How does Akt activation inhibit p53-mediated neuronal death? The final
outcome of p53 activation depends upon many factors including the
downstream targets associated with growth control and cell cycle
checkpoints (p21, GADD45, MDM2), DNA repair (GADD45, p21, PCNA), and
apoptosis (Bax, Bcl-x, Fas, IGF-BP) (37). Sequence-specific transactivation is required for p53-induced apoptosis in specific experimental systems (38). On the other hand, p53-mediated apoptosis does not necessarily require transcriptional activation (39). Here, we
show that the p53 protein induced by treatments with hypoxia, with SNP,
or with p53 adenovirus infection appears to serve as a site-specific
transcription factor that transactivates pro-apoptotic genes such as
Bax. In addition, the increase in p53's transcriptional activity was
inhibited by expression of active Akt, but not of kinase-defective Akt.

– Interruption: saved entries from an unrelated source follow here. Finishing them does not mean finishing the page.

use crate::config::GeminiConfig;
use chrono::{DateTime, Utc};
use colored::*;
use log::{Level, Metadata, Record};
use once_cell::sync::Lazy;
use serde::{Deserialize, Serialize};
use std::fs::{File, OpenOptions};
use std::io::{self, Write};
use std::sync::Mutex;
use std::time::{Duration, Instant};
use uuid::Uuid;

static STUDIO_LOGGER: Lazy<StudioLogger> = Lazy::new(StudioLogger::new);

pub fn init() -> Result<(), String> {
    init_with_config(LoggerConfig::default())
}

/// Installs the studio logger as the `log` backend. Calling it again only
/// swaps the configuration.
pub fn init_with_config(config: LoggerConfig) -> Result<(), String> {
    let max_level = config.min_level.to_level_filter();
    STUDIO_LOGGER.update_config(config)?;

    // Already installed by an earlier call: the new config is live.
    let _ = log::set_logger(&*STUDIO_LOGGER);
    log::set_max_level(max_level);
    Ok(())
}

#[derive(Debug, Clone, Copy, PartialEq, Eq, PartialOrd, Ord, Serialize, Deserialize)]
pub enum LogLevel {
    Trace = 0,
    Debug = 1,
    Info = 2,
    Warn = 3,
    Error = 4,
}

impl LogLevel {
    pub fn color(&self) -> Color {
        match self {
            LogLevel::Trace => Color::Cyan,
            LogLevel::Debug => Color::Blue,
            LogLevel::Info => Color::Green,
            LogLevel::Warn => Color::Yellow,
            LogLevel::Error => Color::Red,
        }
    }

    pub fn emoji(&self) -> &'static str {
        match self {
            LogLevel::Trace => "🔍",
            LogLevel::Debug => "🐛",
            LogLevel::Info => "🎨",
            LogLevel::Warn => "⚠️",
            LogLevel::Error => "❌",
        }
    }

    pub fn as_str(&self) -> &'static str {
        match self {
            LogLevel::Trace => "TRACE",
            LogLevel::Debug => "DEBUG",
            LogLevel::Info => "INFO",
            LogLevel::Warn => "WARN",
            LogLevel::Error => "ERROR",
        }
    }

    pub fn to_level(&self) -> Level {
        match self {
            LogLevel::Trace => Level::Trace,
            LogLevel::Debug => Level::Debug,
            LogLevel::Info => Level::Info,
            LogLevel::Warn => Level::Warn,
            LogLevel::Error => Level::Error,
        }
    }

    pub fn to_level_filter(&self) -> log::LevelFilter {
        self.to_level().to_level_filter()
    }

    pub fn from_level(level: Level) -> Self {
        match level {
            Level::Trace => LogLevel::Trace,
            Level::Debug => LogLevel::Debug,
            Level::Info => LogLevel::Info,
            Level::Warn => LogLevel::Warn,
            Level::Error => LogLevel::Error,
        }
    }
}

#[derive(Debug, Clone, Serialize, Deserialize)]
pub struct LogEntry {
    pub id: String,
    pub timestamp: DateTime<Utc>,
    pub level: LogLevel,
    pub message: String,
    pub module: String,
    pub file: String,
    pub line: u32,
}

impl LogEntry {
    fn from_record(record: &Record) -> Self {
        Self {
            id: Uuid::new_v4().to_string(),
            timestamp: Utc::now(),
            level: LogLevel::from_level(record.level()),
            message: record.args().to_string(),
            module: record.module_path().unwrap_or("unknown").to_string(),
            file: record.file().unwrap_or("unknown").to_string(),
            line: record.line().unwrap_or(0),
        }
    }
}

#[derive(Debug, Clone)]
pub struct LoggerConfig {
    pub min_level: LogLevel,
    pub show_colors: bool,
    pub show_emojis: bool,
    pub show_file_location: bool,
    pub show_module: bool,
    pub include_timestamp: bool,
    pub timestamp_format: String,
    pub output_json: bool,
    pub log_file_path: Option<String>,
}

impl Default for LoggerConfig {
    fn default() -> Self {
        Self {
            min_level: LogLevel::Info,
            show_colors: true,
            show_emojis: true,
            show_file_location: false,
            show_module: true,
            include_timestamp: true,
            timestamp_format: "%Y-%m-%d %H:%M:%S%.3f".to_string(),
            output_json: false,
            log_file_path: None,
        }
    }
}

impl LoggerConfig {
    pub fn new() -> Self {
        Self::default()
    }

    pub fn with_level(mut self, level: LogLevel) -> Self {
        self.min_level = level;
        self
    }

    pub fn with_colors(mut self, enabled: bool) -> Self {
        self.show_colors = enabled;
        self
    }

    pub fn with_file_output(mut self, path: &str) -> Self {
        self.log_file_path = Some(path.to_string());
        self
    }

    pub fn with_json_output(mut self, enabled: bool) -> Self {
        self.output_json = enabled;
        self
    }

    pub fn production() -> Self {
        Self {
            min_level: LogLevel::Info,
            show_colors: false,
            show_emojis: false,
            output_json: true,
            ..Default::default()
        }
    }

    pub fn development() -> Self {
        Self {
            min_level: LogLevel::Debug,
            show_file_location: true,
            ..Default::default()
        }
    }
}

pub struct StudioLogger {
    config: Mutex<LoggerConfig>,
    log_file: Mutex<Option<File>>,
}

impl StudioLogger {
    fn new() -> Self {
        Self {
            config: Mutex::new(LoggerConfig::default()),
            log_file: Mutex::new(None),
        }
    }

    fn update_config(&self, new_config: LoggerConfig) -> Result<(), String> {
        let file = match &new_config.log_file_path {
            Some(path) => Some(
                OpenOptions::new()
                    .create(true)
                    .append(true)
                    .open(path)
                    .map_err(|e| format!("Failed to open log file {}: {}", path, e))?,
            ),
            None => None,
        };

        if let Ok(mut log_file) = self.log_file.lock() {
            *log_file = file;
        }
        let mut config = self
            .config
            .lock()
            .map_err(|_| "Logger config lock poisoned".to_string())?;
        *config = new_config;
        Ok(())
    }

    fn format_line(&self, entry: &LogEntry, config: &LoggerConfig) -> String {
        if config.output_json {
            return serde_json::to_string(entry).unwrap_or_default();
        }

        let mut output = String::new();

        if config.include_timestamp {
            let timestamp = entry.timestamp.format(&config.timestamp_format).to_string();
            if config.show_colors {
                output.push_str(&format!("{} ", timestamp.bright_black()));
            } else {
                output.push_str(&format!("{} ", timestamp));
            }
        }

        let level = if config.show_emojis {
            format!("{} {}", entry.level.emoji(), entry.level.as_str())
        } else {
            entry.level.as_str().to_string()
        };
        if config.show_colors {
            output.push_str(&format!("[{}] ", level.color(entry.level.color()).bold()));
        } else {
            output.push_str(&format!("[{}] ", level));
        }

        if config.show_module && !entry.module.is_empty() {
            if config.show_colors {
                output.push_str(&format!("{}: ", entry.module.bright_blue()));
            } else {
                output.push_str(&format!("{}: ", entry.module));
            }
        }

        output.push_str(&entry.message);

        if config.show_file_location {
            let location = format!("{}:{}", entry.file, entry.line);
            if config.show_colors {
                output.push_str(&format!(" ({})", location.bright_black()));
            } else {
                output.push_str(&format!(" ({})", location));
            }
        }

        output
    }
}

impl log::Log for StudioLogger {
    fn enabled(&self, metadata: &Metadata) -> bool {
        match self.config.lock() {
            Ok(config) => metadata.level() <= config.min_level.to_level(),
            Err(_) => true,
        }
    }

    fn log(&self, record: &Record) {
        if !self.enabled(record.metadata()) {
            return;
        }
        let entry = LogEntry::from_record(record);

        let line = match self.config.lock() {
            Ok(config) => self.format_line(&entry, &config),
            Err(_) => return,
        };
        println!("{}", line);

        if let Ok(mut guard) = self.log_file.lock() {
            if let Some(file) = guard.as_mut() {
                let _ = writeln!(file, "{}", line);
            }
        }
    }

    fn flush(&self) {
        let _ = io::stdout().flush();
        if let Ok(mut guard) = self.log_file.lock() {
            if let Some(file) = guard.as_mut() {
                let _ = file.flush();
            }
        }
    }
}

/// Logs how long a remote call took when dropped.
pub struct Timer {
    start: Instant,
    name: String,
}

impl Timer {
    pub fn new(name: &str) -> Self {
        log::debug!("⏱️  Starting {}", name);
        Self {
            start: Instant::now(),
            name: name.to_string(),
        }
    }

    pub fn elapsed(&self) -> Duration {
        self.start.elapsed()
    }
}

impl Drop for Timer {
    fn drop(&mut self) {
        log::info!(
            "⏱️  {} finished in {}ms",
            self.name,
            self.elapsed().as_millis()
        );
    }
}

pub fn timer(name: &str) -> Timer {
    Timer::new(name)
}

/// Logs the resolved service configuration. The key itself is never printed.
pub fn log_studio_info(config: &GeminiConfig) {
    log::info!("🚀 Starting genstudio v{}", env!("CARGO_PKG_VERSION"));
    log::info!("⚙️  Configuration loaded:");
    log::info!("   API base: {}", config.api_base);
    log::info!("   Edit model: {}", config.edit_model);
    log::info!("   Image model: {}", config.image_model);
    log::info!("   Output format: {}", config.output_format.mime_type());
    log::info!("   API key: {} chars", config.api_key.len());
}

#[cfg(test)]
mod tests {
    use super::*;

    fn sample_entry() -> LogEntry {
        LogEntry {
            id: "id".into(),
            timestamp: Utc::now(),
            level: LogLevel::Warn,
            message: "Imagen returned no images".into(),
            module: "genstudio::gemini".into(),
            file: "src/gemini/mod.rs".into(),
            line: 42,
        }
    }

    #[test]
    fn test_log_levels() {
        assert_eq!(LogLevel::Info.as_str(), "INFO");
        assert_eq!(LogLevel::Error.emoji(), "❌");
        assert_eq!(LogLevel::Debug.color(), Color::Blue);
        assert_eq!(LogLevel::from_level(Level::Warn), LogLevel::Warn);
        assert_eq!(LogLevel::Trace.to_level_filter(), log::LevelFilter::Trace);
    }

    #[test]
    fn test_logger_config_presets() {
        let config = LoggerConfig::development();
        assert_eq!(config.min_level, LogLevel::Debug);
        assert!(config.show_colors);

        let prod_config = LoggerConfig::production();
        assert!(!prod_config.show_colors);
        assert!(prod_config.output_json);
    }

    #[test]
    fn plain_line_has_level_module_and_message() {
        let logger = StudioLogger::new();
        let config = LoggerConfig::new()
            .with_colors(false)
            .with_level(LogLevel::Trace);
        let config = LoggerConfig {
            show_emojis: false,
            include_timestamp: false,
            ..config
        };

        let line = logger.format_line(&sample_entry(), &config);
        assert_eq!(line, "[WARN] genstudio::gemini: Imagen returned no images");
    }

    #[test]
    fn json_line_is_valid_json() {
        let logger = StudioLogger::new();
        let line = logger.format_line(&sample_entry(), &LoggerConfig::production());
        let value: serde_json::Value = serde_json::from_str(&line).unwrap();
        assert_eq!(value["level"], "Warn");
        assert_eq!(value["line"], 42);
    }

    #[test]
    fn test_logger_initialization_is_repeatable() {
        assert!(init_with_config(LoggerConfig::development()).is_ok());
        assert!(init().is_ok());
    }
}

This observation was further confirmed by endogenous activation of Akt
induced by IGF-1. Furthermore, p53-mediated Bax expression was also
inhibited by expression of active Akt. Considering the previous
observations that demonstrate a role of Bax in p53-mediated cell death
(33, 34), our results suggest that activation of Akt kinase serves to
protect neurons from apoptosis, at least in part, by inhibiting the
transcriptional activity of p53.
There are several mechanisms that may explain how Akt suppresses
transcriptional activity of p53. Several factors appear to contribute
to the regulation of p53's transcriptional activity including
post-translational protein modification, status of protein conformation, p53 protein levels, and its cellular localization (40).
In our experiments, activated Akt had no effect on the protein
accumulation and nuclear translocation of p53. In addition, Akt
activation has no effect on phosphorylation status of p53. Considering
that essentially all activated Akt translocates into nucleus where it
functions to phosphorylate proteins (41), these data suggest that Akt
phosphorylates coactivators that directly or indirectly modify p53's
transcriptional activity, thereby reducing p53-mediated transcriptional
activity and apoptosis. Additional experiments will be required to
determine the precise mechanism by which activation of Akt kinase
inhibits p53's transcriptional activity.
In summary, we propose a novel mechanism in which activation of Akt
inhibits p53-mediated neuronal death. More specifically, we report that
Akt activation inhibits the transcriptional activity of p53, which we
show leads to a reduction of Bax expression and a reduction in neuronal
apoptosis. Thus, in addition to interfering with apoptotic events
involving Bad and caspase-9, Akt activation appears to be capable of
suppressing p53's function at the level of p53-mediated transcription.